In the way that the liturgical calendar mirrors nature (or is it the other way around?) Lent often falls during Mud Season. Lent, if you never have experienced it in your church or personal life, is the forty days before Easter. A time of “being in the wilderness” (like Jesus did, before his suffering and death), a time of fasting and praying, a time of stripping down, Lent whispers to us. When ashes are imposed upon your forehead, a tangible reminder that you are but dust, there’s a holy invitation to contemplate your mortality. It’s not a particularly beautiful time, at least in the traditional sense. It has this…brown quality to it.
Outside my windows these days, all I can see is brown. Everywhere brown: tree limbs, dead grass, mud, poop (probably), sticks, brown houses even. I can’t help but sigh a little and wish for…something different. It’s a brown feeling.
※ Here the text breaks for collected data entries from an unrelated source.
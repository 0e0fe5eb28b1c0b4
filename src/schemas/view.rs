use serde::Serialize;

use crate::model::{FileRecord, ModuleId};
use crate::services::modal::Dialog;

#[derive(Debug, Clone, PartialEq, Serialize)]
pub struct GradeView {
    pub score: f64,
    pub comment: String,
}

/// Render context for the student-facing part of the widget.
#[derive(Debug, Clone, PartialEq, Serialize)]
pub struct StudentView {
    pub module_id: ModuleId,
    pub uploaded: Vec<FileRecord>,
    pub annotated: Vec<FileRecord>,
    pub submitted: bool,
    pub submission_time: Option<String>,
    pub upload_allowed: bool,
    pub allow_delete: bool,
    pub graded: Option<GradeView>,
    pub max_score: f64,
    pub upload_status: Option<String>,
    pub error: Option<String>,
    pub is_staff: bool,
}

#[derive(Debug, Clone, PartialEq, Serialize)]
pub struct GradingRowView {
    pub module_id: ModuleId,
    pub fullname: String,
    pub username: Option<String>,
    pub uploaded: Vec<FileRecord>,
    pub annotated: Vec<FileRecord>,
    pub submitted: bool,
    pub submission_time: Option<String>,
    pub score: Option<f64>,
    pub comment: String,
    pub approved: bool,
    pub published: bool,
    pub may_grade: bool,
    pub needs_approval: bool,
}

#[derive(Debug, Clone, PartialEq, Serialize)]
pub struct GradeFormView {
    pub module_id: ModuleId,
    pub fullname: String,
    pub raw_score: String,
    pub comment: String,
    pub error: Option<String>,
}

#[derive(Debug, Clone, PartialEq, Serialize)]
pub struct AnnotationView {
    pub module_id: ModuleId,
    pub fullname: String,
    pub files: Vec<FileRecord>,
    pub upload_status: Option<String>,
    pub error: Option<String>,
}

#[derive(Debug, Clone, PartialEq, Serialize)]
pub struct GradingView {
    pub max_score: f64,
    pub rows: Vec<GradingRowView>,
    pub grade_form: Option<GradeFormView>,
    pub annotations: Option<AnnotationView>,
    pub error: Option<String>,
}

/// Everything the host needs to draw the widget in its current state.
#[derive(Debug, Clone, PartialEq, Serialize)]
pub struct WidgetView {
    pub student: StudentView,
    pub grading: Option<GradingView>,
    pub dialog: Option<Dialog>,
    pub backdrop_visible: bool,
}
This perfectly captures the beginning of my walk – an invitation to look around and see what is. Enter the path laid open before you and only you, and you will find the gift that life offers.
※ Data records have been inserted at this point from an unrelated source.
use std::sync::Arc;

use serde_json::json;
use sga_engine::validation::parse_grade;
use sga_engine::{
    EngineError, Gateway, HttpGateway, ModelError, ModuleId, SelectedFile, SubmissionStore,
    UploadError, Widget,
};

fn gateway() -> Arc<dyn Gateway> {
    Arc::new(HttpGateway::new("http://127.0.0.1:9/handler").expect("client"))
}

#[test]
fn host_snapshot_renders_student_view() -> anyhow::Result<()> {
    let snapshot = json!({
        "module_id": 17,
        "fullname": "Grace Hopper",
        "uploaded": [{"sha1": "abc123", "filename": "hw.pdf", "timestamp": "2025-01-02T10:20:30Z"}],
        "annotated": [],
        "submitted": false,
        "upload_allowed": true,
        "submission_time": null,
        "max_score": 100
    });

    let widget = Widget::initialize(&snapshot.to_string(), false, gateway())?;
    let view = widget.view().expect("student view");

    assert_eq!(view.student.module_id, ModuleId::from("17"));
    assert_eq!(view.student.uploaded[0].content_hash.as_str(), "abc123");
    assert!(view.student.allow_delete);
    assert!(view.grading.is_none());
    assert!(!view.backdrop_visible);
    Ok(())
}

#[test]
fn submitted_snapshot_does_not_offer_upload() -> anyhow::Result<()> {
    let snapshot = json!({
        "module_id": "m1",
        "uploaded": [],
        "annotated": [],
        "submitted": true,
        "upload_allowed": true,
        "submission_time": "2025-01-02 10:20:30+00:00",
        "max_score": 10
    });

    let mut widget = Widget::initialize(&snapshot.to_string(), false, gateway())?;

    assert!(!widget.view().expect("view").student.upload_allowed);
    let err = widget.select_upload(SelectedFile::new("late.pdf", vec![1])).expect_err("closed");
    assert_eq!(err, EngineError::Upload(UploadError::UploadNotAllowed));
    assert_eq!(
        widget.view().expect("view").student.submission_time.as_deref(),
        Some("2025-01-02T10:20:30Z")
    );
    Ok(())
}

#[test]
fn grading_set_snapshot_loads_every_row() -> anyhow::Result<()> {
    let rows: Vec<_> = (1..=3)
        .map(|id| {
            json!({
                "module_id": id,
                "fullname": format!("Student {id}"),
                "uploaded": [],
                "annotated": [],
                "submitted": true,
                "score": null
            })
        })
        .collect();
    let raw = json!({"assignments": rows, "max_score": 100}).to_string();

    let mut store = SubmissionStore::from_json(&raw)?;
    store.reopen_all();

    assert_eq!(store.len(), 3);
    assert!(store.rows().iter().all(|row| !row.submitted()));
    Ok(())
}

#[test]
fn grade_form_rejects_values_above_maximum() {
    assert_eq!(parse_grade("105", 100.0), Err(ModelError::GradeExceedsMax { max_score: 100.0 }));
    assert_eq!(parse_grade("99.5", 100.0), Ok(99.5));
}

#[tokio::test]
async fn staff_operations_need_staff_role() -> anyhow::Result<()> {
    let snapshot = json!({
        "module_id": "m1",
        "uploaded": [],
        "annotated": [],
        "submitted": false,
        "max_score": 10
    });
    let mut widget = Widget::initialize(&snapshot.to_string(), false, gateway())?;

    assert_eq!(widget.open_grading().await, Err(EngineError::NotStaff));
    assert_eq!(widget.reopen_all().await, Err(EngineError::GradingClosed));
    Ok(())
}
I’ve been here before, in a season of brown. Doesn’t seem like you can be human for very long and not. One lesson recently stamped on my heart and is slowly being retraced, bit by painful bit: each season offers us a gift.* But we have to look for it, have to see it. We have to ask a different question.
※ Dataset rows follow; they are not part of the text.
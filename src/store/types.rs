use crate::core::time::parse_submission_time;
use crate::errors::ModelError;
use crate::model::Submission;
use crate::schemas::SubmissionSnapshot;

/// Builds a row from its wire shape, normalising the coupled flags.
pub(super) fn submission_from_snapshot(
    snapshot: SubmissionSnapshot,
    max_score: f64,
) -> Result<Submission, ModelError> {
    let SubmissionSnapshot {
        module_id,
        fullname,
        username,
        uploaded,
        annotated,
        submitted,
        submission_time,
        upload_allowed,
        score,
        comment,
        approved,
        published,
        may_grade,
        needs_approval,
        max_score: _,
        graded,
    } = snapshot;

    let (score, comment, approved) = match graded {
        Some(graded) if score.is_none() => {
            (Some(graded.score), graded.comment.or(comment), approved.or(Some(true)))
        }
        _ => (score, comment, approved),
    };

    if let Some(score) = score {
        if !score.is_finite() || score < 0.0 || score > max_score {
            return Err(ModelError::MalformedSnapshot(format!(
                "score {score} for module {module_id} is outside 0..={max_score}"
            )));
        }
    }

    let mut upload_allowed = upload_allowed.unwrap_or(!submitted);
    if submitted && upload_allowed {
        tracing::warn!(module_id = %module_id, "Snapshot allows uploads on a submitted row");
        upload_allowed = false;
    }

    let graded = score.is_some();

    Ok(Submission {
        module_id,
        full_name: fullname,
        username,
        uploaded,
        annotated,
        submitted,
        submitted_on: submission_time.as_deref().and_then(parse_submission_time),
        upload_allowed,
        score,
        comment: comment.unwrap_or_default(),
        approved: graded && approved.unwrap_or(false),
        published: graded && published.unwrap_or(false),
        may_grade: may_grade.unwrap_or(false),
        needs_approval: graded && needs_approval.unwrap_or(false),
    })
}

pub(super) fn validate_max_score(max_score: f64) -> Result<f64, ModelError> {
    if !max_score.is_finite() || max_score < 0.0 {
        return Err(ModelError::MalformedSnapshot(format!("invalid max_score {max_score}")));
    }
    Ok(max_score)
}
use std::fmt;

use serde::{Deserialize, Serialize};

/// Content hash of a stored file. Unique within one file list and used as the
/// address for download and delete requests.
#[derive(Debug, Clone, PartialEq, Eq, Hash, Serialize, Deserialize)]
#[serde(transparent)]
pub struct ContentHash(String);

impl ContentHash {
    pub fn new(value: impl Into<String>) -> Self {
        Self(value.into())
    }

    pub fn as_str(&self) -> &str {
        &self.0
    }
}

impl fmt::Display for ContentHash {
    fn fmt(&self, f: &mut fmt::Formatter<'_>) -> fmt::Result {
        f.write_str(&self.0)
    }
}

impl From<&str> for ContentHash {
    fn from(value: &str) -> Self {
        Self::new(value)
    }
}

#[derive(Debug, Clone, PartialEq, Serialize, Deserialize)]
pub struct FileRecord {
    pub filename: String,
    #[serde(rename = "sha1", alias = "content_hash")]
    pub content_hash: ContentHash,
    #[serde(default, skip_serializing_if = "Option::is_none")]
    pub size: Option<u64>,
    #[serde(default, skip_serializing_if = "Option::is_none")]
    pub timestamp: Option<String>,
}

impl FileRecord {
    pub fn new(filename: impl Into<String>, content_hash: impl Into<String>) -> Self {
        Self {
            filename: filename.into(),
            content_hash: ContentHash::new(content_hash),
            size: None,
            timestamp: None,
        }
    }
}

#[derive(Debug, Clone, Copy, PartialEq, Eq, Hash, Serialize, Deserialize)]
#[serde(rename_all = "lowercase")]
pub enum FileList {
    Uploaded,
    Annotated,
}

impl FileList {
    pub fn as_str(self) -> &'static str {
        match self {
            Self::Uploaded => "uploaded",
            Self::Annotated => "annotated",
        }
    }
}

/// A file chosen locally and not yet transferred.
#[derive(Debug, Clone, PartialEq, Eq)]
pub struct SelectedFile {
    pub name: String,
    pub mime_type: Option<String>,
    pub bytes: Vec<u8>,
}

impl SelectedFile {
    pub fn new(name: impl Into<String>, bytes: Vec<u8>) -> Self {
        Self { name: name.into(), mime_type: None, bytes }
    }

    pub fn with_mime_type(mut self, mime_type: impl Into<String>) -> Self {
        self.mime_type = Some(mime_type.into());
        self
    }

    pub fn len(&self) -> u64 {
        self.bytes.len() as u64
    }

    pub fn is_empty(&self) -> bool {
        self.bytes.is_empty()
    }
}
Instead of ‘When will this season end?’ or even ‘What’s the purpose of this (dreadful) season?’ what if I embraced the season? What if I turned my longing for something else into an attempt to see the brown? What if I, in essence, made friends with brown?
How on earth does one do that?
I’m certainly not the first to ask that question or undertake that journey. From Hildegard of Bigen to Carl Jung, from St. Ignatius to Mumford & Sons, humans have been attempting to find and define their inner lives.
I decided to give myself an assignment, as a way of approaching the question. How do I become friends with brown? I decided to start by going on a walk – and capture BROWN with my camera. Literally try to see the shapes, shades and textures of the brown in my life.
The task seemed straightforward: after seeing my neighborhood with (hopefully) new eyes, I’d review the photos and (again, hopefully) shift the view that seemed so boring from my window. One blog post should do the trick, I naively thought, to highlight a few photos and share seemingly random insights.
But the moment I began scrolling through the images on my computer, I realized: there is something here is wide and deep that needs exploring. And so, I invite you join me as I share about my journey toward brown. View the images offered and see if there is a gift just for you.
*Mark Buchanan’s Spiritual Rhythms is a fantastic read on this topic.
Nice insight. I enjoy the coolness without the slippery footing.
-Roger P.
Thanks for reading Roger, and for the comment! I also like the coolness of the season.